(Collected data entries)
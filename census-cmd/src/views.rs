//! The `views` command: explore the dashboard and emit chart views.

use std::fmt::Write as _;
use std::io::Write;
use std::path::Path;
use std::rc::Rc;

use census_data::dashboard::{Dashboard, DashboardConfig, Frame};
use census_data::metrics::LiteracyPolicy;
use census_data::views::{ChartData, ChartKey, ChartView};
use log::info;

use crate::{load_dataset, open_output, OutputFormat};

/// Options for one `views` run.
#[derive(Debug, Clone)]
pub struct ViewsOptions {
    pub province: Option<String>,
    /// Empty means every chart
    pub charts: Vec<ChartKey>,
    pub top_n: usize,
    pub literacy: LiteracyPolicy,
    pub regional: bool,
    pub format: OutputFormat,
}

/// Build the dashboard frame for the given options.
pub fn render_frame(dataset: Rc<census_core::Dataset>, options: &ViewsOptions) -> Frame {
    let config = DashboardConfig {
        top_n: options.top_n,
        literacy: options.literacy,
        regional_scope: options.regional,
    };
    let mut dashboard = Dashboard::new(dataset, config);
    dashboard.explore();
    if let Some(province) = &options.province {
        dashboard.select_province(province.clone());
    }
    if options.charts.is_empty() {
        dashboard.render()
    } else {
        dashboard.render_charts(&options.charts)
    }
}

fn format_value(v: f64) -> String {
    format!("{:.2}", v)
}

fn render_chart_table(out: &mut String, chart: &ChartView) {
    let _ = writeln!(out, "== {} | {} ==", chart.key, chart.title);
    match &chart.data {
        ChartData::Bar(points) => {
            let _ = writeln!(out, "{:<28} {:<28} {:>16}", "District", "Province", chart.y_label);
            for p in points {
                let _ = writeln!(
                    out,
                    "{:<28} {:<28} {:>16}",
                    p.district,
                    p.province,
                    format_value(p.value)
                );
            }
        }
        ChartData::Scatter(points) => {
            let _ = writeln!(
                out,
                "{:<28} {:<28} {:>18} {:>28}",
                "District", "Province", chart.x_label, chart.y_label
            );
            for p in points {
                let _ = writeln!(
                    out,
                    "{:<28} {:<28} {:>18} {:>28}",
                    p.district,
                    p.province,
                    format_value(p.x),
                    format_value(p.y)
                );
            }
        }
    }
    if chart.data.is_empty() {
        let _ = writeln!(out, "(no eligible districts)");
    }
    if let Some(note) = chart.note {
        let _ = writeln!(out, "Note: {}", note);
    }
    out.push('\n');
}

/// Plain-text rendering of a frame, one table per chart.
pub fn render_table(frame: &Frame) -> String {
    let mut out = String::new();
    match frame {
        Frame::Welcome { title, description } => {
            let _ = writeln!(out, "{}\n\n{}", title, description);
        }
        Frame::Dashboard {
            title,
            provinces,
            province,
            literacy_source,
            charts,
        } => {
            let _ = writeln!(out, "{}", title);
            let _ = writeln!(out, "Provinces: {}", provinces.join(", "));
            let _ = writeln!(out, "Selected: {}", province.as_deref().unwrap_or("(none)"));
            let _ = writeln!(out, "Literacy source: {:?}\n", literacy_source);
            for chart in charts {
                render_chart_table(&mut out, chart);
            }
        }
    }
    out
}

/// Run the `views` command.
pub fn run_views(data: &Path, options: &ViewsOptions, output: Option<&Path>) -> anyhow::Result<()> {
    let dataset = Rc::new(load_dataset(data)?);
    let frame = render_frame(dataset, options);
    info!(
        "[census] views: rendering {} charts as {:?}",
        frame.charts().len(),
        options.format
    );
    let rendered = match options.format {
        OutputFormat::Json => serde_json::to_string_pretty(&frame)?,
        OutputFormat::Table => render_table(&frame),
    };
    let mut out = open_output(output)?;
    writeln!(out, "{}", rendered)?;
    out.flush()?;
    Ok(())
}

● Instructions to follow:
Reproduce the lines from the one with "let mut out = open_output(output)?;" to the end of the data exactly, leaving out every earlier line.

● Solution for this problem:
    let mut out = open_output(output)?;
    writeln!(out, "{}", rendered)?;
    out.flush()?;
    Ok(())
}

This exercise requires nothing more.